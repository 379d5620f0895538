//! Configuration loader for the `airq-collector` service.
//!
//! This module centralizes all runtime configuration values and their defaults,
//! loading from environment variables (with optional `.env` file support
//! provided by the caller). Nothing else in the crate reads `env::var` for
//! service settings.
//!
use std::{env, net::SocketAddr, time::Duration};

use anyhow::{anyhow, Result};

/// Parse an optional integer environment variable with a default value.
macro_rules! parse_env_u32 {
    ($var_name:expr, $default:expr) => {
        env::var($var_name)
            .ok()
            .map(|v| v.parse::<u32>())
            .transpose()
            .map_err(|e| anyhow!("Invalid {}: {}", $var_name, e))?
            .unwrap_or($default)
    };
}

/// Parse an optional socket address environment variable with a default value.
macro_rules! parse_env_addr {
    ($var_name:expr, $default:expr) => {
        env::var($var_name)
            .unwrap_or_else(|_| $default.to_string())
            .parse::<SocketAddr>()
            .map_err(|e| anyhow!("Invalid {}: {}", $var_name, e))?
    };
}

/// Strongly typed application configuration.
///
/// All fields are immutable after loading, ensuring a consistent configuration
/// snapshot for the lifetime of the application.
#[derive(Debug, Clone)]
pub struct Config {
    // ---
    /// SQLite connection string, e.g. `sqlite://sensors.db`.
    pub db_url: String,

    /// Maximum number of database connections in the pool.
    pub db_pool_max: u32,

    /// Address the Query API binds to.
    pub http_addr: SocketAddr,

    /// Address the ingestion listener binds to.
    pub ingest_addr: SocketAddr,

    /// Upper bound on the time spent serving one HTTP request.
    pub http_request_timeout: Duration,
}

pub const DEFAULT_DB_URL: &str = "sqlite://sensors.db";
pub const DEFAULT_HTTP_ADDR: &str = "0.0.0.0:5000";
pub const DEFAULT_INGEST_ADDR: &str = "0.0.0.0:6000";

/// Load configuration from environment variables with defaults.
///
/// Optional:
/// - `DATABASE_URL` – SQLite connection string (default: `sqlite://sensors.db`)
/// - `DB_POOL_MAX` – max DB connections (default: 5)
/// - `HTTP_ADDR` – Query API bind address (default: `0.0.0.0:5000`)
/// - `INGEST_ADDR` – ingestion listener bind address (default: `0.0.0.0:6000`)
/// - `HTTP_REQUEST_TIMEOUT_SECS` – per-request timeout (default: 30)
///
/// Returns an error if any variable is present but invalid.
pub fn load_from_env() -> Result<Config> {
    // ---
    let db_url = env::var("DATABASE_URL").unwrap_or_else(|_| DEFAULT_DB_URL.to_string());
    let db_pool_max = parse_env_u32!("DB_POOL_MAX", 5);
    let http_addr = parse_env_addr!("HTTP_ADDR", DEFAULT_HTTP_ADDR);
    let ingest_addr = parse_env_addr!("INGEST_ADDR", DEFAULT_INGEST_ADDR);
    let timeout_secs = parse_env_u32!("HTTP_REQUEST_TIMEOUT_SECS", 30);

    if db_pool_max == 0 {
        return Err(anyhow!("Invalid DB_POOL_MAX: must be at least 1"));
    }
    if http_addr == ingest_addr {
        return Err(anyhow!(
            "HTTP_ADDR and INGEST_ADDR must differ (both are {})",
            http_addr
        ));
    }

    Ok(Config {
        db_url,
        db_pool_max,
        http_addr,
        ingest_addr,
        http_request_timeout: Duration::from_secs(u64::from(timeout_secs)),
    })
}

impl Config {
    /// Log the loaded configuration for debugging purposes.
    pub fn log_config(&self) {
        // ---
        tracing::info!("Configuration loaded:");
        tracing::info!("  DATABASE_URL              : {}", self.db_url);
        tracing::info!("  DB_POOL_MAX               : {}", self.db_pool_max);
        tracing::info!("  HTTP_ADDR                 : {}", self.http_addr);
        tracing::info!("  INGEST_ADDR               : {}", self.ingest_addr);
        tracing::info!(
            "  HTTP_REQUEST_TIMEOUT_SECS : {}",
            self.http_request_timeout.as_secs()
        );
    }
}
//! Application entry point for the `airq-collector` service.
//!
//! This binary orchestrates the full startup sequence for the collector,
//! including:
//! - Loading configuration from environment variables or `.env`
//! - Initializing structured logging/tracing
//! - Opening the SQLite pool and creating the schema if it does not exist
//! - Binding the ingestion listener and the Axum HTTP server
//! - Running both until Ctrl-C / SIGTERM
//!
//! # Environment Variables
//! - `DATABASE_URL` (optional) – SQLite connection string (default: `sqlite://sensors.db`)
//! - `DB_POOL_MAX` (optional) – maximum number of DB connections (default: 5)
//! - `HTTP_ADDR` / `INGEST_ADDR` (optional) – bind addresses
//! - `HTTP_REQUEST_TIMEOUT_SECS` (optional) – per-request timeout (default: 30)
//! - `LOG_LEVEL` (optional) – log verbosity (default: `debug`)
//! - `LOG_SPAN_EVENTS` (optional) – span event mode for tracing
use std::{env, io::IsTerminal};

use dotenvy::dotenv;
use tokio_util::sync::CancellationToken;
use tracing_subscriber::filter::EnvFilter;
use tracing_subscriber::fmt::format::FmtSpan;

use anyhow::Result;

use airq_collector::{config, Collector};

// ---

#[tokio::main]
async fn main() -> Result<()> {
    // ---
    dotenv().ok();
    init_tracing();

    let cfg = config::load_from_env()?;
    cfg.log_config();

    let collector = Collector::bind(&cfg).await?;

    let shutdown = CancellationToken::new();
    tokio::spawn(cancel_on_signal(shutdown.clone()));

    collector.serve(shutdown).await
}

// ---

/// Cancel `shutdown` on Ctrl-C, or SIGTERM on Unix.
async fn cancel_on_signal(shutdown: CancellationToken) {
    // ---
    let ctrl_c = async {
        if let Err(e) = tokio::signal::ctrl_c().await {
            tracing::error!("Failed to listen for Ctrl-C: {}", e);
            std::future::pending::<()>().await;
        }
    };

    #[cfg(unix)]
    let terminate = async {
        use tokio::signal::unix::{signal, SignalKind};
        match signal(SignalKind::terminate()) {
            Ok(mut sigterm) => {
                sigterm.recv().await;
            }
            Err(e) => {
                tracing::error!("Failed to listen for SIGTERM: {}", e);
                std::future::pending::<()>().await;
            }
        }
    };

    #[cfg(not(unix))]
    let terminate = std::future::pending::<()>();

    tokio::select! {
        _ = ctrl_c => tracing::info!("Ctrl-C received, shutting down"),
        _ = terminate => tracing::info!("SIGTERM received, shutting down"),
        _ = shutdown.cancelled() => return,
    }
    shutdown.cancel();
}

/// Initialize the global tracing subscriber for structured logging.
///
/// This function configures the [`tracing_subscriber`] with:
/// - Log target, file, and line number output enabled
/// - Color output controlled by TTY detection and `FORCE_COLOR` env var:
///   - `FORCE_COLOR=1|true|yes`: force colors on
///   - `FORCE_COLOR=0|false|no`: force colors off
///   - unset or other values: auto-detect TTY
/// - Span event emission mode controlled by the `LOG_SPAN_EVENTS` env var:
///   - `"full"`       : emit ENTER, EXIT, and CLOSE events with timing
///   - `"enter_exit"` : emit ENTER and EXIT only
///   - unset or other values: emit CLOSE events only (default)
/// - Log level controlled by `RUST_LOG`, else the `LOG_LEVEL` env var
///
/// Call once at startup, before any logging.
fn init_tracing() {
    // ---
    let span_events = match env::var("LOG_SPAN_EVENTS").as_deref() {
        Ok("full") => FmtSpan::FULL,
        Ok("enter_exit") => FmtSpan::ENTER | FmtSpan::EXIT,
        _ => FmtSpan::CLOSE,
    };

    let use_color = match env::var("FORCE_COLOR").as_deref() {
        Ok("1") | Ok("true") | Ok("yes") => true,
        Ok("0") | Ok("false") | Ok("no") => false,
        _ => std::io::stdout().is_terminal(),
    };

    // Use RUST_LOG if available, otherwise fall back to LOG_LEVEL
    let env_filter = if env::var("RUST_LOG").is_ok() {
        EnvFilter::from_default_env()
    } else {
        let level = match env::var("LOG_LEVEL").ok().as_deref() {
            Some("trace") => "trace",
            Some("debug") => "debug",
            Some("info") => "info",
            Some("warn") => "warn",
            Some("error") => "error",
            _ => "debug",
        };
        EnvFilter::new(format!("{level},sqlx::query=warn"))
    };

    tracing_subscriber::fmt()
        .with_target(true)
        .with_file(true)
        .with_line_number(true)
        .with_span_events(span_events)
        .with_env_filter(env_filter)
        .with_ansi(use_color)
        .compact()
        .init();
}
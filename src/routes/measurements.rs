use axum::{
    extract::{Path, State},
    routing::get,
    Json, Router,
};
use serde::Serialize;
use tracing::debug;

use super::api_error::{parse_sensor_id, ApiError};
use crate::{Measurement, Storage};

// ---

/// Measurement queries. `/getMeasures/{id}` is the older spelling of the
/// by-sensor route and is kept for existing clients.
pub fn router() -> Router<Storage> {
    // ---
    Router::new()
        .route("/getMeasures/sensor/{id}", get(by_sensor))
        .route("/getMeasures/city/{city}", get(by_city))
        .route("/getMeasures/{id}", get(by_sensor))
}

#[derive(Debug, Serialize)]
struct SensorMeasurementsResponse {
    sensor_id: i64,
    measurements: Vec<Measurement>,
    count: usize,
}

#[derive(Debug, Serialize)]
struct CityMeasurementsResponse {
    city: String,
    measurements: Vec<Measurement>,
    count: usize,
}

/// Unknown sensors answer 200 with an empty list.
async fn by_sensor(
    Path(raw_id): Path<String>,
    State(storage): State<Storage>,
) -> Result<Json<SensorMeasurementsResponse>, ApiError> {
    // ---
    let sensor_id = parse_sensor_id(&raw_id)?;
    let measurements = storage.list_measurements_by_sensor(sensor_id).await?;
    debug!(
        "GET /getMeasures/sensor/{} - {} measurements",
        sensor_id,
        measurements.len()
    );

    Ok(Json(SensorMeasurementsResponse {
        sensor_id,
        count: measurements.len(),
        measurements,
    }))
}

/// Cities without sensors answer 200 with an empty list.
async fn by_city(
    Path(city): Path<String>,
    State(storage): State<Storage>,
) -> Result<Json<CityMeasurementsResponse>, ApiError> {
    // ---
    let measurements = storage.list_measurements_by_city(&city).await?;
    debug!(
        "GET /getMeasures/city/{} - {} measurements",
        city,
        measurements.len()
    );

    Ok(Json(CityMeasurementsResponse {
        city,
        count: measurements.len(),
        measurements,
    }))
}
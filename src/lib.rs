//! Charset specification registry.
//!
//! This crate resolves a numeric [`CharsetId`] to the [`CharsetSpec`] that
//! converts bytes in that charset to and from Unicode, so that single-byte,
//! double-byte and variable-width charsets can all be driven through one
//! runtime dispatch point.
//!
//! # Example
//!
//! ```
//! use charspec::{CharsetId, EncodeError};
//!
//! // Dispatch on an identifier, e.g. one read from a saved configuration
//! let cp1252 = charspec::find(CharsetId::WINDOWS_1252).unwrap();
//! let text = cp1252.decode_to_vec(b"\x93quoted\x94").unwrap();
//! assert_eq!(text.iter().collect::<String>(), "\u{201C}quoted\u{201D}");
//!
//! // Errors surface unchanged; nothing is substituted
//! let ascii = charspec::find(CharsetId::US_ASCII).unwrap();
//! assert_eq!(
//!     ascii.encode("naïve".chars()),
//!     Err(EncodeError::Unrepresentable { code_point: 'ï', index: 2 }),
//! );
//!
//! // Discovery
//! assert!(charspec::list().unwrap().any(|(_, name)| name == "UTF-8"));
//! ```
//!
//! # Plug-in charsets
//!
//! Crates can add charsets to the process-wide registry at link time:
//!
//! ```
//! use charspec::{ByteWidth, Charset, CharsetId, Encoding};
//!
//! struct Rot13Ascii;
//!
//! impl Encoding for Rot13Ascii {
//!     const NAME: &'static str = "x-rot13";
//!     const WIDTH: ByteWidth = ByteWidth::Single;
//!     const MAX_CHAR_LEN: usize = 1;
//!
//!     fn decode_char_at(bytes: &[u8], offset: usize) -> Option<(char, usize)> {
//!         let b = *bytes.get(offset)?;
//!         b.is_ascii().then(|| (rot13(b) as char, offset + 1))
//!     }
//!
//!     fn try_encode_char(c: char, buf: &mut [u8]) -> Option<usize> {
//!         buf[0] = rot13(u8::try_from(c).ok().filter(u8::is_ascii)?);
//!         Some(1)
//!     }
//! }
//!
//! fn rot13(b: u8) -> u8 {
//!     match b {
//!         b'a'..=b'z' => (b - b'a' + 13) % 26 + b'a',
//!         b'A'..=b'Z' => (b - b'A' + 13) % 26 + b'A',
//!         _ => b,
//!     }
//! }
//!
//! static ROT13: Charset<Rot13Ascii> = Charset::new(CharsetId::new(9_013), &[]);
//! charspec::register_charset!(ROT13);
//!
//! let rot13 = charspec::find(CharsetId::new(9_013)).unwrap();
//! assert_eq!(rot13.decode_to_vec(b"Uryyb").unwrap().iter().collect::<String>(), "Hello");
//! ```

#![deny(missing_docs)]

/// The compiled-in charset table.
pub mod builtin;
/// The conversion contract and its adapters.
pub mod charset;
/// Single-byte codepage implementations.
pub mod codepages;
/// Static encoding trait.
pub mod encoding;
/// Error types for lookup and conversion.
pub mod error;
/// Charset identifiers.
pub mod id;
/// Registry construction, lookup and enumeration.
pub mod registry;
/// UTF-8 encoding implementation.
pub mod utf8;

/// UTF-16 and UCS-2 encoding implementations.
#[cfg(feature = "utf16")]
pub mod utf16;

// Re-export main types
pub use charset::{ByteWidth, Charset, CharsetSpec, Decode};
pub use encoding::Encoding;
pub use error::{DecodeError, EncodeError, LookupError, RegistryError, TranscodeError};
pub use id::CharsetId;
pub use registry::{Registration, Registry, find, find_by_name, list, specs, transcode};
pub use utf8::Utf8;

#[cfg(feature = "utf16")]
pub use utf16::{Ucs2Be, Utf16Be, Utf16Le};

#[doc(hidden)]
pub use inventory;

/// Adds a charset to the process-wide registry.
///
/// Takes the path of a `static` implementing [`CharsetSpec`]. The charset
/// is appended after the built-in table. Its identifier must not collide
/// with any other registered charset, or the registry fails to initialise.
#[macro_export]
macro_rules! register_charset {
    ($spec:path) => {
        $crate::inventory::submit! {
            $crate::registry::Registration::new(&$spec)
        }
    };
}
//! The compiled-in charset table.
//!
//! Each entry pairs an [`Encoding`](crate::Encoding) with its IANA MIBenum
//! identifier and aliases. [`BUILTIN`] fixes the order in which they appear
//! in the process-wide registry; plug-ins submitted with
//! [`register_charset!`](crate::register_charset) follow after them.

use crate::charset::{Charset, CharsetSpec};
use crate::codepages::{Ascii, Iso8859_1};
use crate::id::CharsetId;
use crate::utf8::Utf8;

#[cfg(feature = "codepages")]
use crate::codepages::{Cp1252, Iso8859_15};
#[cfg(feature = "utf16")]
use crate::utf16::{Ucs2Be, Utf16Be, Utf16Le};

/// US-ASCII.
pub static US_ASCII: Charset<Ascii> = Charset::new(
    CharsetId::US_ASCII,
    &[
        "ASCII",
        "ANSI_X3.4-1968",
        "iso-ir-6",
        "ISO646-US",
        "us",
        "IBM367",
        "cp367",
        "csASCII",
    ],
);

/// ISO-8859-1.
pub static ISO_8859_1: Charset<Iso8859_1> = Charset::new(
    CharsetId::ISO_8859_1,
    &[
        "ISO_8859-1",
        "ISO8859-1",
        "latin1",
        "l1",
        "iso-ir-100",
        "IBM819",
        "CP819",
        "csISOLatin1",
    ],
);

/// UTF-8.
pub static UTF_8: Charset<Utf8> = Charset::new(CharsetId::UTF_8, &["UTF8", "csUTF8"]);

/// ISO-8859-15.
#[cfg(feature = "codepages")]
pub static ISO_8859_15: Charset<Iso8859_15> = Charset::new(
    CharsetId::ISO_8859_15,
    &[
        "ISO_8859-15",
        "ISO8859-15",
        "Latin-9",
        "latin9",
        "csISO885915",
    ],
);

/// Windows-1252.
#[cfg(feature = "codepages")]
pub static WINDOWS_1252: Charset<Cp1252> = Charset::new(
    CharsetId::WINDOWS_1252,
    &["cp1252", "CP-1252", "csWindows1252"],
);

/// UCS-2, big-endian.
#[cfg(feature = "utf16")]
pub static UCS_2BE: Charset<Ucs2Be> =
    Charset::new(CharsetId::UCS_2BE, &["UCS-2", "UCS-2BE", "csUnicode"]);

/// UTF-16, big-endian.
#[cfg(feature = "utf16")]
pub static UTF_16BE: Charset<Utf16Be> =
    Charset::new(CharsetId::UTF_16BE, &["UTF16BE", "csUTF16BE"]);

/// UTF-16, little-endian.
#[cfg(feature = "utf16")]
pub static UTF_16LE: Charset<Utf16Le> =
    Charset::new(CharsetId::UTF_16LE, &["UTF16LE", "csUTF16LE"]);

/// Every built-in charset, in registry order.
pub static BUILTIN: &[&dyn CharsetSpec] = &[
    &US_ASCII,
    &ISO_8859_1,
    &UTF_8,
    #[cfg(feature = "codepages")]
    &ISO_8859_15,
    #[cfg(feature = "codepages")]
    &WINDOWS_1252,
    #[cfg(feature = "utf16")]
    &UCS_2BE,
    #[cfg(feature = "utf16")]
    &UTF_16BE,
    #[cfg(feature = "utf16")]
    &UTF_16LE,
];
---+---
EXERCISE INSTRUCTIONS: Extract every line above that contains the word "Json".

EXPECTED ANSWER:
    Json, Router,
) -> Result<Json<SensorMeasurementsResponse>, ApiError> {
    Ok(Json(SensorMeasurementsResponse {
) -> Result<Json<CityMeasurementsResponse>, ApiError> {
    Ok(Json(CityMeasurementsResponse {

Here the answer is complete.